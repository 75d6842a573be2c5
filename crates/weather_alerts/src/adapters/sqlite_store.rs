// Rust guideline compliant 2026-08-22

//! SQLite adapter for the `RecordStore` port.
//!
//! Persists `WeatherRecord` rows to a SQLite file via `sqlx`. The alerts
//! mapping is stored as its JSON text verbatim, so threshold insertion
//! order survives a save/load round trip.
//!
//! Records are immutable after submission, so writes use plain `INSERT`;
//! a duplicate UUID is a constraint violation and surfaces as an error.

use domain::{AlertThresholds, RecordStore, StoreError, WeatherQuery, WeatherRecord};
use sqlx::Row as _;

/// `RecordStore` adapter backed by a SQLite database file via `sqlx`.
#[derive(Debug, Clone)]
pub struct SqliteStore {
    pool: sqlx::SqlitePool,
}

impl SqliteStore {
    /// Open or create a SQLite database and initialize the schema.
    ///
    /// Passes `create_if_missing(true)` so the database file is created on
    /// first run without manual setup. The `weather_records` table is
    /// created via `CREATE TABLE IF NOT EXISTS`, making repeated calls safe.
    ///
    /// # Errors
    ///
    /// Returns `sqlx::Error` when the connection or schema creation fails.
    pub async fn new(db_url: &str) -> Result<Self, sqlx::Error> {
        // create_if_missing: sqlx defaults to false for file databases;
        // enable explicitly so the service works out of the box on first run.
        let opts = db_url
            .parse::<sqlx::sqlite::SqliteConnectOptions>()?
            .create_if_missing(true);
        let pool = sqlx::SqlitePool::connect_with(opts).await?;
        sqlx::query(
            "CREATE TABLE IF NOT EXISTS weather_records (
                id          TEXT    PRIMARY KEY,
                lat         INTEGER NOT NULL,
                lon         INTEGER NOT NULL,
                destination TEXT    NOT NULL,
                alerts      TEXT    NOT NULL  -- JSON mapping, insertion order preserved
            )",
        )
        .execute(&pool)
        .await?;
        Ok(Self { pool })
    }
}

fn unavailable(e: impl std::fmt::Display) -> StoreError {
    StoreError::Unavailable { reason: e.to_string() }
}

#[async_trait::async_trait]
impl RecordStore for SqliteStore {
    /// Persist `record` as one row in `weather_records`.
    ///
    /// # Errors
    ///
    /// Returns `StoreError::Unavailable` on any `sqlx` error (connection
    /// failure, duplicate id, disk full, etc.). The underlying error is
    /// logged at `error` level before mapping.
    async fn save(&self, record: &WeatherRecord) -> Result<(), StoreError> {
        let alerts_json = serde_json::to_string(&record.alerts).map_err(unavailable)?;
        sqlx::query(
            "INSERT INTO weather_records (id, lat, lon, destination, alerts)
             VALUES (?, ?, ?, ?, ?)",
        )
        .bind(record.id.to_string())
        .bind(i64::from(record.query.lat))
        .bind(i64::from(record.query.lon))
        .bind(&record.destination)
        .bind(alerts_json)
        .execute(&self.pool)
        .await
        .map_err(|e| {
            tracing::error!(record_id = %record.id, error = %e, "sqlite_store.save_failed");
            unavailable(e)
        })?;
        Ok(())
    }

    /// Load a record by id; `Ok(None)` when no row matches.
    ///
    /// # Errors
    ///
    /// Returns `StoreError::Unavailable` on any `sqlx` error or when a
    /// stored row fails to decode.
    async fn load(&self, id: uuid::Uuid) -> Result<Option<WeatherRecord>, StoreError> {
        let row = sqlx::query(
            "SELECT lat, lon, destination, alerts FROM weather_records WHERE id = ?",
        )
        .bind(id.to_string())
        .fetch_optional(&self.pool)
        .await
        .map_err(|e| {
            tracing::error!(record_id = %id, error = %e, "sqlite_store.load_failed");
            unavailable(e)
        })?;

        let Some(row) = row else {
            return Ok(None);
        };

        let lat: i64 = row.try_get("lat").map_err(unavailable)?;
        let lon: i64 = row.try_get("lon").map_err(unavailable)?;
        let destination: String = row.try_get("destination").map_err(unavailable)?;
        let alerts_json: String = row.try_get("alerts").map_err(unavailable)?;
        let alerts: AlertThresholds = serde_json::from_str(&alerts_json).map_err(unavailable)?;

        Ok(Some(WeatherRecord {
            id,
            query: WeatherQuery {
                lat: i32::try_from(lat).map_err(unavailable)?,
                lon: i32::try_from(lon).map_err(unavailable)?,
            },
            destination,
            alerts,
        }))
    }
}

// ---------------------------------------------------------------------------
// Tests
// ---------------------------------------------------------------------------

============

WHAT THE TASK ASKS:
Going through the entries above, report how many lines contain the word "fails", with no other text.

SOLUTION TO THIS EXERCISE:
2